Three teams raced from Seoul, South Korea to the finish line in Chicago for the $1 million prize

Phil Keoghan and the previously eliminated contestants await the winners of Season 29 in Chicago. (Michele Crowe/CBS)
Phil Keoghan and the previously eliminated contestants await the winners of Season 29 in Chicago. (Michele Crowe/CBS)

(Spoiler Alert: Please do not read on if you haven’t watched Thursday’s “Amazing Race” Season 29 finale)

Brooke Cambi, a 36-year-old prosecutor from New York, and Scott Flanary, a 24-year-old Kellan Lutz lookalike from Charlotte, North Carolina, won “The Amazing Race” Season 29 in Thursday’s finale of the CBS hit.

Team Brooke and Scott. (CBS)

Their win is notable because Cambi’s hysterical reaction to all adversity, emotional outbursts, and perpetual meltdowns jeopardized the team’s standing multiple times during the competitive trek around the world.

Flanary came off as a sympathetic character grooming a tough customer. On his own, Flanary faced his fear of heights on multiple occasions included window washing a skyscraper in Brazil and bungee jumping through a 240 foot-gorge in Greece.

TheWrap had predicted Cambi to be an all-star before the season began.

Phil Keoghan. (Michele Crowe/CBS)

The three remaining teams had raced from Seoul, South Korea to Chicago to find the eliminated teams and host Phil Keoghan at the finish line on the shores of Lake Michigan.

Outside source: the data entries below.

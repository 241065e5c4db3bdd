//! Bootstrap particle filter for the AR(1) model.
//!
//! Each parameter particle carries a [`LatentState`] of `n_latent` state
//! particles. Observation weights sum the per-replicate log-densities with
//! the max log-density reduction kernel: one lane per (state particle,
//! replicate) pair.

use rand::Rng;
use rand_distr::StandardNormal;
use serde::{Deserialize, Serialize};

use smc2_core::kernel::{MaxLogDensityKernel, ReductionMode};
use smc2_core::math;
use smc2_core::{
    EssResampler, Filter, FilterError, ResampleScheme, ScheduleElement, ScheduleIter, ThetaParticle,
};

use crate::data::Observations;
use crate::model::{Ar1Model, Ar1Params};

/// State particles and their log-weights at the current time.
#[derive(Debug, Clone, Default, Serialize, Deserialize)]
pub struct LatentState {
    pub time: f64,
    pub x: Vec<f64>,
    pub log_weights: Vec<f64>,
    /// Ancestors drawn by the most recent resample of the state particles.
    pub ancestors: Vec<usize>,
}

/// History of state particles, for tracing a trajectory at the end.
#[derive(Debug, Clone, Default, Serialize, Deserialize)]
pub struct PathBuffer {
    pub times: Vec<f64>,
    pub particles: Vec<Vec<f64>>,
    pub ancestors: Vec<Vec<usize>>,
    /// Trajectory drawn by `sample_path`.
    pub path: Vec<f64>,
}

impl PathBuffer {
    pub fn clear(&mut self) {
        self.times.clear();
        self.particles.clear();
        self.ancestors.clear();
        self.path.clear();
    }
}

/// Fixed parameters for initialisation: every particle starts from `theta`
/// instead of a prior draw.
#[derive(Debug, Clone, Default, PartialEq, Serialize, Deserialize)]
pub struct InitialValues {
    pub theta: Option<Vec<f64>>,
}

#[derive(Debug, Clone)]
pub struct BootstrapFilter {
    model: Ar1Model,
    observations: Observations,
    n_latent: usize,
    mode: ReductionMode,
    /// Random-walk standard deviation per parameter.
    proposal_sd: Vec<f64>,
    resampler: EssResampler,
}

impl BootstrapFilter {
    pub fn new(
        model: Ar1Model,
        observations: Observations,
        n_latent: usize,
        mode: ReductionMode,
        proposal_sd: Vec<f64>,
    ) -> Result<Self, FilterError> {
        if n_latent == 0 {
            return Err(FilterError::InvalidInput("at least one state particle is required".into()));
        }
        if proposal_sd.len() != crate::model::N_PARAMS || proposal_sd.iter().any(|s| !(*s >= 0.0)) {
            return Err(FilterError::InvalidInput(format!(
                "proposal sd must hold {} non-negative values",
                crate::model::N_PARAMS
            )));
        }
        if let Some(bad) = observations
            .values
            .iter()
            .position(|ys| ys.len() != model.replicates())
        {
            return Err(FilterError::InvalidInput(format!(
                "observation {} has {} replicates, model expects {}",
                bad,
                observations.values[bad].len(),
                model.replicates()
            )));
        }
        Ok(Self {
            model,
            observations,
            n_latent,
            mode,
            proposal_sd,
            // state particles are resampled at every step
            resampler: EssResampler::new(f64::INFINITY, ResampleScheme::Systematic),
        })
    }

    pub fn model(&self) -> &Ar1Model {
        &self.model
    }

    pub fn n_latent(&self) -> usize {
        self.n_latent
    }

    /// Empty latent state and output buffer, for building a population.
    pub fn blank(&self) -> (ThetaParticle<LatentState>, PathBuffer) {
        (ThetaParticle::new(Vec::new(), LatentState::default()), PathBuffer::default())
    }

    /// Draw state particles from the stationary distribution of `theta`.
    fn init_latent<R: Rng + ?Sized>(
        &self,
        rng: &mut R,
        now: &ScheduleElement,
        s: &mut ThetaParticle<LatentState>,
    ) -> Result<(), FilterError> {
        let p = Ar1Params::from_theta(&s.theta)?;
        let latent = &mut s.latent;
        latent.time = now.time;
        latent.x.clear();
        for _ in 0..self.n_latent {
            latent.x.push(self.model.sample_initial(rng, &p)?);
        }
        latent.log_weights.clear();
        latent.log_weights.resize(self.n_latent, 0.0);
        latent.ancestors.clear();
        latent.ancestors.extend(0..self.n_latent);
        s.reset_likelihood();
        Ok(())
    }

    /// Resample and propagate the state particles to `now`.
    fn predict<R: Rng + ?Sized>(
        &self,
        rng: &mut R,
        now: &ScheduleElement,
        s: &mut ThetaParticle<LatentState>,
    ) -> Result<(), FilterError> {
        let p = Ar1Params::from_theta(&s.theta)?;
        let latent = &mut s.latent;
        if math::logsumexp(&latent.log_weights) == f64::NEG_INFINITY {
            return Err(FilterError::Degenerate { time: latent.time });
        }
        let ancestors = self.resampler.ancestors(rng, &latent.log_weights);
        latent.x = ancestors.iter().map(|&a| latent.x[a]).collect();
        latent.ancestors = ancestors;
        latent.log_weights.iter_mut().for_each(|w| *w = 0.0);
        if now.time > latent.time {
            for x in latent.x.iter_mut() {
                *x = self.model.transition(rng, &p, *x);
            }
            latent.time = now.time;
        }
        Ok(())
    }
}

impl Filter for BootstrapFilter {
    type Latent = LatentState;
    type Output = PathBuffer;
    type Input = InitialValues;

    fn log_prior(&self, theta: &[f64]) -> f64 {
        self.model.log_prior(theta)
    }

    fn init<R: Rng + ?Sized>(
        &self,
        rng: &mut R,
        now: &ScheduleElement,
        s: &mut ThetaParticle<LatentState>,
        _out: &mut PathBuffer,
        input: &InitialValues,
    ) -> Result<(), FilterError> {
        s.theta = match &input.theta {
            Some(theta) => theta.clone(),
            None => self.model.sample_prior(rng),
        };
        s.log_prior = self.log_prior(&s.theta);
        if s.log_prior == f64::NEG_INFINITY {
            return Err(FilterError::InvalidInput(format!(
                "initial parameters {:?} are outside the prior support",
                s.theta
            )));
        }
        s.log_proposal = f64::NEG_INFINITY;
        self.init_latent(rng, now, s)
    }

    fn output0(&self, _s: &ThetaParticle<LatentState>, out: &mut PathBuffer) {
        out.clear();
    }

    fn correct<R: Rng + ?Sized>(
        &self,
        _rng: &mut R,
        now: &ScheduleElement,
        s: &mut ThetaParticle<LatentState>,
    ) -> Result<(), FilterError> {
        if !now.observed {
            return Ok(());
        }
        let ys = self.observations.get(now.index_obs).ok_or_else(|| {
            FilterError::InvalidInput(format!("no observation with index {}", now.index_obs))
        })?;

        let latent = &mut s.latent;
        let before = math::logsumexp(&latent.log_weights);
        let kernel = MaxLogDensityKernel::new(latent.x.len(), ys.len(), self.mode);
        let mut totals = vec![0.0; latent.x.len()];
        let x = &latent.x;
        kernel.reduce(|p, j| self.model.log_observation(ys[j], x[p]), &mut totals);
        for (w, t) in latent.log_weights.iter_mut().zip(&totals) {
            *w += t;
        }
        let after = math::logsumexp(&latent.log_weights);
        if after == f64::NEG_INFINITY {
            return Err(FilterError::Degenerate { time: now.time });
        }
        s.push_increment(now.index_obs, after - before);
        Ok(())
    }

    fn output(&self, now: &ScheduleElement, s: &ThetaParticle<LatentState>, out: &mut PathBuffer) {
        out.times.push(now.time);
        out.particles.push(s.latent.x.clone());
        out.ancestors.push(s.latent.ancestors.clone());
    }

    fn step<R: Rng + ?Sized>(
        &self,
        rng: &mut R,
        iter: &mut ScheduleIter<'_>,
        last: ScheduleIter<'_>,
        s: &mut ThetaParticle<LatentState>,
        out: &mut PathBuffer,
    ) -> Result<f64, FilterError> {
        if iter.is_end() || iter.ahead(1) == last {
            return Err(FilterError::Schedule(format!(
                "cannot step past position {}",
                iter.position()
            )));
        }
        iter.advance();
        let now = iter.get();
        let before = s.log_likelihood;
        self.predict(rng, now, s)?;
        self.correct(rng, now, s)?;
        self.output(now, s, out);
        Ok(s.log_likelihood - before)
    }

    fn propose<R: Rng + ?Sized>(
        &self,
        rng: &mut R,
        _first: &ScheduleElement,
        s1: &mut ThetaParticle<LatentState>,
        s2: &mut ThetaParticle<LatentState>,
        _out2: &mut PathBuffer,
    ) -> Result<(), FilterError> {
        s2.theta.clear();
        for (t, sd) in s1.theta.iter().zip(&self.proposal_sd) {
            s2.theta.push(t + sd * rng.sample::<f64, _>(StandardNormal));
        }
        s2.log_prior = self.log_prior(&s2.theta);
        // symmetric kernel: the proposal term cancels
        s1.log_proposal = f64::NEG_INFINITY;
        s2.log_proposal = f64::NEG_INFINITY;
        s2.reset_likelihood();
        Ok(())
    }

    fn filter<R: Rng + ?Sized>(
        &self,
        rng: &mut R,
        first: ScheduleIter<'_>,
        last: ScheduleIter<'_>,
        s: &mut ThetaParticle<LatentState>,
        out: &mut PathBuffer,
    ) -> Result<f64, FilterError> {
        let start = first
            .try_get()
            .ok_or_else(|| FilterError::Schedule("filter started past the end".into()))?;
        self.init_latent(rng, start, s)?;
        self.output0(s, out);
        self.correct(rng, start, s)?;
        self.output(start, s, out);
        let mut iter = first;
        while iter.ahead(1) != last {
            self.step(rng, &mut iter, last, s, out)?;
        }
        Ok(s.log_likelihood)
    }

    fn sample_path<R: Rng + ?Sized>(
        &self,
        rng: &mut R,
        s: &ThetaParticle<LatentState>,
        out: &mut PathBuffer,
    ) -> Result<(), FilterError> {
        let Some(last) = out.particles.len().checked_sub(1) else {
            out.path.clear();
            return Ok(());
        };
        let w = math::normalised_weights(&s.latent.log_weights);
        if w.iter().all(|&x| x == 0.0) {
            return Err(FilterError::Degenerate { time: s.latent.time });
        }
        let u: f64 = rng.gen();
        let mut acc = 0.0;
        let mut b = w.len() - 1;
        for (i, wi) in w.iter().enumerate() {
            acc += wi;
            if u < acc {
                b = i;
                break;
            }
        }

        let mut path = vec![0.0; last + 1];
        for t in (0..=last).rev() {
            path[t] = out.particles[t][b];
            b = out.ancestors[t][b];
        }
        out.path = path;
        Ok(())
    }
}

After a three week, 36,000 mile trip around the world, their final tasks centered around Wrigley Field, home of the Chicago Cubs.

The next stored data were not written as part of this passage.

//! AR(1) state-space model
//!
//! Parameters `theta = (mu, phi, sigma)`:
//!
//! ```text
//! x_0   ~ N(mu, sigma² / (1 - phi²))
//! x_t   = mu + phi (x_{t-1} - mu) + sigma e_t,   e_t ~ N(0, 1)
//! y_t,j ~ N(x_t, tau²),                          j = 1..replicates
//! ```
//!
//! One transition is applied per schedule element whose time is strictly
//! later than the previous element's.

use rand::Rng;
use rand_distr::{Distribution, Normal, StandardNormal, Uniform};
use serde::{Deserialize, Serialize};

use smc2_core::math::log_normal_pdf;
use smc2_core::FilterError;

pub const N_PARAMS: usize = 3;

const MU_PRIOR_SD: f64 = 10.0;
const SIGMA_MAX: f64 = 5.0;

#[derive(Debug, Clone, Copy, PartialEq, Serialize, Deserialize)]
pub struct Ar1Params {
    pub mu: f64,
    pub phi: f64,
    pub sigma: f64,
}

impl Ar1Params {
    pub fn from_theta(theta: &[f64]) -> Result<Self, FilterError> {
        match *theta {
            [mu, phi, sigma] => Ok(Self { mu, phi, sigma }),
            _ => Err(FilterError::InvalidInput(format!(
                "AR(1) expects {} parameters, got {}",
                N_PARAMS,
                theta.len()
            ))),
        }
    }

    pub fn to_theta(self) -> Vec<f64> {
        vec![self.mu, self.phi, self.sigma]
    }

    /// Stationary standard deviation of the latent process.
    pub fn stationary_sd(&self) -> f64 {
        self.sigma / (1.0 - self.phi * self.phi).sqrt()
    }
}

#[derive(Debug, Clone, PartialEq, Serialize, Deserialize)]
#[serde(default)]
pub struct ModelConfig {
    /// Replicate observations per observed time
    pub replicates: usize,
    /// Observation noise standard deviation
    pub obs_sd: f64,
}

impl Default for ModelConfig {
    fn default() -> Self {
        Self {
            replicates: 4,
            obs_sd: 0.5,
        }
    }
}

#[derive(Debug, Clone, PartialEq)]
pub struct Ar1Model {
    replicates: usize,
    obs_sd: f64,
}

impl Ar1Model {
    pub fn new(config: &ModelConfig) -> Result<Self, FilterError> {
        if config.replicates == 0 {
            return Err(FilterError::InvalidInput("at least one replicate is required".into()));
        }
        if !(config.obs_sd > 0.0 && config.obs_sd.is_finite()) {
            return Err(FilterError::InvalidInput(format!(
                "observation sd must be positive, got {}",
                config.obs_sd
            )));
        }
        Ok(Self {
            replicates: config.replicates,
            obs_sd: config.obs_sd,
        })
    }

    pub fn replicates(&self) -> usize {
        self.replicates
    }

    pub fn obs_sd(&self) -> f64 {
        self.obs_sd
    }

    /// `mu ~ N(0, 10²)`, `phi ~ U(-1, 1)`, `sigma ~ U(0, 5)`.
    pub fn log_prior(&self, theta: &[f64]) -> f64 {
        let Ok(p) = Ar1Params::from_theta(theta) else {
            return f64::NEG_INFINITY;
        };
        if !p.mu.is_finite() || !(p.phi > -1.0 && p.phi < 1.0) || !(p.sigma > 0.0 && p.sigma < SIGMA_MAX) {
            return f64::NEG_INFINITY;
        }
        log_normal_pdf(p.mu, 0.0, MU_PRIOR_SD) + 0.5f64.ln() + (1.0 / SIGMA_MAX).ln()
    }

    pub fn sample_prior<R: Rng + ?Sized>(&self, rng: &mut R) -> Vec<f64> {
        let mu = rng.sample::<f64, _>(StandardNormal) * MU_PRIOR_SD;
        // open intervals keep the draw inside the support
        let phi = Uniform::new(-1.0, 1.0).sample(rng);
        let sigma = loop {
            let s = Uniform::new(0.0, SIGMA_MAX).sample(rng);
            if s > 0.0 {
                break s;
            }
        };
        vec![mu, phi, sigma]
    }

    pub fn sample_initial<R: Rng + ?Sized>(&self, rng: &mut R, p: &Ar1Params) -> Result<f64, FilterError> {
        let dist = Normal::new(p.mu, p.stationary_sd())
            .map_err(|e| FilterError::InvalidInput(format!("initial distribution: {}", e)))?;
        Ok(dist.sample(rng))
    }

    pub fn transition<R: Rng + ?Sized>(&self, rng: &mut R, p: &Ar1Params, x: f64) -> f64 {
        p.mu + p.phi * (x - p.mu) + p.sigma * rng.sample::<f64, _>(StandardNormal)
    }

    pub fn sample_observation<R: Rng + ?Sized>(&self, rng: &mut R, x: f64) -> f64 {
        x + self.obs_sd * rng.sample::<f64, _>(StandardNormal)
    }

    /// Log-density of replicate `y` given latent state `x`.
    pub fn log_observation(&self, y: f64, x: f64) -> f64 {
        log_normal_pdf(y, x, self.obs_sd)
    }
}

#[cfg(test)]
mod tests {
    use super::*;
    use rand::SeedableRng;
    use rand_chacha::ChaCha8Rng;

    fn model() -> Ar1Model {
        Ar1Model::new(&ModelConfig::default()).unwrap()
    }

    #[test]
    fn test_prior_support() {
        let m = model();
        assert!(m.log_prior(&[0.0, 0.5, 1.0]).is_finite());
        assert_eq!(m.log_prior(&[0.0, 1.0, 1.0]), f64::NEG_INFINITY);
        assert_eq!(m.log_prior(&[0.0, 0.5, 0.0]), f64::NEG_INFINITY);
        assert_eq!(m.log_prior(&[0.0, 0.5, 6.0]), f64::NEG_INFINITY);
        assert_eq!(m.log_prior(&[0.0, 0.5]), f64::NEG_INFINITY);
    }

    #[test]
    fn test_prior_draws_in_support() {
        let m = model();
        let mut rng = ChaCha8Rng::seed_from_u64(9);
        for _ in 0..500 {
            let theta = m.sample_prior(&mut rng);
            assert!(m.log_prior(&theta).is_finite());
        }
    }

    #[test]
    fn test_rejects_bad_config() {
        assert!(Ar1Model::new(&ModelConfig {
            replicates: 0,
            ..ModelConfig::default()
        })
        .is_err());
        assert!(Ar1Model::new(&ModelConfig {
            obs_sd: -1.0,
            ..ModelConfig::default()
        })
        .is_err());
    }

    #[test]
    fn test_transition_mean_reverts() {
        let m = model();
        let p = Ar1Params {
            mu: 2.0,
            phi: 0.5,
            sigma: 0.1,
        };
        let mut rng = ChaCha8Rng::seed_from_u64(1);
        let n = 5_000;
        let mean: f64 = (0..n).map(|_| m.transition(&mut rng, &p, 4.0)).sum::<f64>() / n as f64;
        assert!((mean - 3.0).abs() < 0.01);
    }
}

This season filmed during June and July 2016, before the lovable losers shocked the world and won the World Series in a dramatic Game 7, extra innings, rain-delayed finish to break their 108-year championship drought. Producers inserted some post-production dialogue from Keoghan to include the championship and amplify the mystique of the iconic location.

This 29th season of the 15-time Emmy winning show also included stops in Panama, Brazil, Zanzibar, Norway, Italy, and Vietnam.

For the first time, 22 strangers paired up into two-person teams in a schoolyard pick on the starting line — and the new format worked.

Executive Producers Bertram van Musnter, Elise Doganieri and Casting Director Lynne Spillman found a full cast of lead characters, no “extras.”

Unlike previous seasons where the two-person teams often suffered from one clunker team member — camouflaged in the edit under proverbial team nicknames like “the frat boys” or “the dancers” — each of the 22 racers on this season was identifiable, memorable and got a full story arc.

“The Amazing Race” has been renewed for a 3oth season to air sometime during the 2017-18 TV season. CBS would be smart to repeat the “strangers” format, but with a pool of returning all-star individuals forming new two person teams at the starting line — perhaps with some extras not getting picked and ending up left behind.

While we can suggest and critique, the format and timing for production has not yet been determined.

Co-Creator Doganieri assured TheWrap that van Munster “is already in the office with a map on the wall. He’s starting to point at countries.”